DESCRIPTION OF THE TASK: A verbatim transcription of every record below is required.

RECORDS PROVIDED:
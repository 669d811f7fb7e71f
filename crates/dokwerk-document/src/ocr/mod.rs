// SPDX-License-Identifier: PMPL-1.0-or-later
// Copyright (c) 2026 Jonathan D.A. Jewell (hyperpolymath) <jonathan.jewell@open.ac.uk>
//
// OCR engine — one recognition worker per request.
//
// A `RecognitionBackend` spawns workers; the engine spawns exactly one per
// call, runs it once, and terminates it on every exit path through
// `WorkerGuard`. Workers are never pooled or handed to another request.
//
// The `ocrs` backend lives behind the `ocr` feature. Without it the engine is
// built with `OcrEngine::unavailable()`, which fails worker start-up.

pub mod languages;
#[cfg(feature = "ocr")]
pub mod ocrs_backend;

use std::path::Path;
use std::sync::Arc;

use dokwerk_core::error::{DokwerkError, Result};
use dokwerk_core::types::{DocumentFormat, ImageKind, OcrRequest};
use image::{DynamicImage, ImageReader};
use serde::{Deserialize, Serialize};
use tracing::{debug, info, instrument};

/// Text and confidence produced by one recognition pass.
#[derive(Debug, Clone, PartialEq, Serialize, Deserialize)]
pub struct Recognition {
    pub text: String,
    /// 0 to 100.
    pub confidence: f32,
}

/// A recognition context bound to one language and one request.
pub trait RecognitionWorker: Send {
    fn recognize(&mut self, image: &DynamicImage) -> Result<Recognition>;

    /// Free the worker's resources. Called exactly once.
    fn terminate(self: Box<Self>);
}

/// Factory for recognition workers.
pub trait RecognitionBackend: Send + Sync {
    fn name(&self) -> &'static str;

    fn spawn_worker(&self, language: &str) -> Result<Box<dyn RecognitionWorker>>;
}

/// Terminates the worker when dropped.
struct WorkerGuard {
    worker: Option<Box<dyn RecognitionWorker>>,
}

impl WorkerGuard {
    fn new(worker: Box<dyn RecognitionWorker>) -> Self {
        Self {
            worker: Some(worker),
        }
    }

    fn recognize(&mut self, image: &DynamicImage) -> Result<Recognition> {
        match self.worker.as_mut() {
            Some(worker) => worker.recognize(image),
            None => Err(DokwerkError::Recognition("worker already terminated".into())),
        }
    }
}

impl Drop for WorkerGuard {
    fn drop(&mut self) {
        if let Some(worker) = self.worker.take() {
            worker.terminate();
            debug!("recognition worker terminated");
        }
    }
}

/// Backend used when no recognition models are compiled in or configured.
struct UnavailableBackend {
    reason: String,
}

impl RecognitionBackend for UnavailableBackend {
    fn name(&self) -> &'static str {
        "unavailable"
    }

    fn spawn_worker(&self, _language: &str) -> Result<Box<dyn RecognitionWorker>> {
        Err(DokwerkError::WorkerInit(self.reason.clone()))
    }
}

#[derive(Clone)]
pub struct OcrEngine {
    backend: Arc<dyn RecognitionBackend>,
}

impl std::fmt::Debug for OcrEngine {
    fn fmt(&self, f: &mut std::fmt::Formatter<'_>) -> std::fmt::Result {
        f.debug_struct("OcrEngine")
            .field("backend", &self.backend.name())
            .finish()
    }
}

impl OcrEngine {
    pub fn new(backend: Arc<dyn RecognitionBackend>) -> Self {
        Self { backend }
    }

    /// An engine whose workers always fail to start with `reason`.
    pub fn unavailable(reason: impl Into<String>) -> Self {
        Self::new(Arc::new(UnavailableBackend {
            reason: reason.into(),
        }))
    }

    pub fn backend_name(&self) -> &'static str {
        self.backend.name()
    }

    /// Extract text from the image in `request.source`.
    ///
    /// The format and language are checked before a worker is spawned.
    #[instrument(skip(self, request), fields(backend = self.backend.name(), language = %request.language))]
    pub fn recognize(&self, request: &OcrRequest) -> Result<Recognition> {
        let kind = supported_kind(request.source.format)?;
        languages::validate(&request.language)?;
        let image = decode(&request.source.path, kind)?;

        let mut guard = WorkerGuard::new(self.backend.spawn_worker(&request.language)?);
        let recognition = guard.recognize(&image)?;
        drop(guard);

        info!(
            chars = recognition.text.chars().count(),
            confidence = recognition.confidence,
            "OCR complete"
        );
        Ok(recognition)
    }
}

fn supported_kind(format: DocumentFormat) -> Result<ImageKind> {
    match format {
        DocumentFormat::Image(kind) if kind.is_ocr_supported() => Ok(kind),
        DocumentFormat::Image(kind) => Err(DokwerkError::UnsupportedImageFormat(
            kind.mime_type().to_string(),
        )),
        other => Err(DokwerkError::UnsupportedImageFormat(
            other.mime_type().to_string(),
        )),
    }
}

fn decode(path: &Path, kind: ImageKind) -> Result<DynamicImage> {
    let unreadable = |err: &dyn std::fmt::Display| {
        DokwerkError::SourceUnreadable(format!("{}: {err}", path.display()))
    };
    let image = ImageReader::open(path)
        .map_err(|err| unreadable(&err))?
        .with_guessed_format()
        .map_err(|err| unreadable(&err))?
        .decode()
        .map_err(|err| unreadable(&err))?;
    debug!(
        width = image.width(),
        height = image.height(),
        declared = kind.extension(),
        "image decoded"
    );
    Ok(image)
}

OUTPUT OF THE TASK:
repository 669d811f7fb7e71f
filename crates/dokwerk-document/src/ocr/mod.rs
// SPDX-License-Identifier: PMPL-1.0-or-later
// Copyright (c) 2026 Jonathan D.A. Jewell (hyperpolymath) <jonathan.jewell@open.ac.uk>
//
// OCR engine — one recognition worker per request.
//
// A `RecognitionBackend` spawns workers; the engine spawns exactly one per
// call, runs it once, and terminates it on every exit path through
// `WorkerGuard`. Workers are never pooled or handed to another request.
//
// The `ocrs` backend lives behind the `ocr` feature. Without it the engine is
// built with `OcrEngine::unavailable()`, which fails worker start-up.

pub mod languages;
#[cfg(feature = "ocr")]
pub mod ocrs_backend;

use std::path::Path;
use std::sync::Arc;

use dokwerk_core::error::{DokwerkError, Result};
use dokwerk_core::types::{DocumentFormat, ImageKind, OcrRequest};
use image::{DynamicImage, ImageReader};
use serde::{Deserialize, Serialize};
use tracing::{debug, info, instrument};

/// Text and confidence produced by one recognition pass.
#[derive(Debug, Clone, PartialEq, Serialize, Deserialize)]
pub struct Recognition {
    pub text: String,
    /// 0 to 100.
    pub confidence: f32,
}

/// A recognition context bound to one language and one request.
pub trait RecognitionWorker: Send {
    fn recognize(&mut self, image: &DynamicImage) -> Result<Recognition>;

    /// Free the worker's resources. Called exactly once.
    fn terminate(self: Box<Self>);
}

/// Factory for recognition workers.
pub trait RecognitionBackend: Send + Sync {
    fn name(&self) -> &'static str;

    fn spawn_worker(&self, language: &str) -> Result<Box<dyn RecognitionWorker>>;
}

/// Terminates the worker when dropped.
struct WorkerGuard {
    worker: Option<Box<dyn RecognitionWorker>>,
}

impl WorkerGuard {
    fn new(worker: Box<dyn RecognitionWorker>) -> Self {
        Self {
            worker: Some(worker),
        }
    }

    fn recognize(&mut self, image: &DynamicImage) -> Result<Recognition> {
        match self.worker.as_mut() {
            Some(worker) => worker.recognize(image),
            None => Err(DokwerkError::Recognition("worker already terminated".into())),
        }
    }
}

impl Drop for WorkerGuard {
    fn drop(&mut self) {
        if let Some(worker) = self.worker.take() {
            worker.terminate();
            debug!("recognition worker terminated");
        }
    }
}

/// Backend used when no recognition models are compiled in or configured.
struct UnavailableBackend {
    reason: String,
}

impl RecognitionBackend for UnavailableBackend {
    fn name(&self) -> &'static str {
        "unavailable"
    }

    fn spawn_worker(&self, _language: &str) -> Result<Box<dyn RecognitionWorker>> {
        Err(DokwerkError::WorkerInit(self.reason.clone()))
    }
}

#[derive(Clone)]
pub struct OcrEngine {
    backend: Arc<dyn RecognitionBackend>,
}

impl std::fmt::Debug for OcrEngine {
    fn fmt(&self, f: &mut std::fmt::Formatter<'_>) -> std::fmt::Result {
        f.debug_struct("OcrEngine")
            .field("backend", &self.backend.name())
            .finish()
    }
}

impl OcrEngine {
    pub fn new(backend: Arc<dyn RecognitionBackend>) -> Self {
        Self { backend }
    }

    /// An engine whose workers always fail to start with `reason`.
    pub fn unavailable(reason: impl Into<String>) -> Self {
        Self::new(Arc::new(UnavailableBackend {
            reason: reason.into(),
        }))
    }

    pub fn backend_name(&self) -> &'static str {
        self.backend.name()
    }

    /// Extract text from the image in `request.source`.
    ///
    /// The format and language are checked before a worker is spawned.
    #[instrument(skip(self, request), fields(backend = self.backend.name(), language = %request.language))]
    pub fn recognize(&self, request: &OcrRequest) -> Result<Recognition> {
        let kind = supported_kind(request.source.format)?;
        languages::validate(&request.language)?;
        let image = decode(&request.source.path, kind)?;

        let mut guard = WorkerGuard::new(self.backend.spawn_worker(&request.language)?);
        let recognition = guard.recognize(&image)?;
        drop(guard);

        info!(
            chars = recognition.text.chars().count(),
            confidence = recognition.confidence,
            "OCR complete"
        );
        Ok(recognition)
    }
}

fn supported_kind(format: DocumentFormat) -> Result<ImageKind> {
    match format {
        DocumentFormat::Image(kind) if kind.is_ocr_supported() => Ok(kind),
        DocumentFormat::Image(kind) => Err(DokwerkError::UnsupportedImageFormat(
            kind.mime_type().to_string(),
        )),
        other => Err(DokwerkError::UnsupportedImageFormat(
            other.mime_type().to_string(),
        )),
    }
}

fn decode(path: &Path, kind: ImageKind) -> Result<DynamicImage> {
    let unreadable = |err: &dyn std::fmt::Display| {
        DokwerkError::SourceUnreadable(format!("{}: {err}", path.display()))
    };
    let image = ImageReader::open(path)
        .map_err(|err| unreadable(&err))?
        .with_guessed_format()
        .map_err(|err| unreadable(&err))?
        .decode()
        .map_err(|err| unreadable(&err))?;
    debug!(
        width = image.width(),
        height = image.height(),
        declared = kind.extension(),
        "image decoded"
    );
    Ok(image)
}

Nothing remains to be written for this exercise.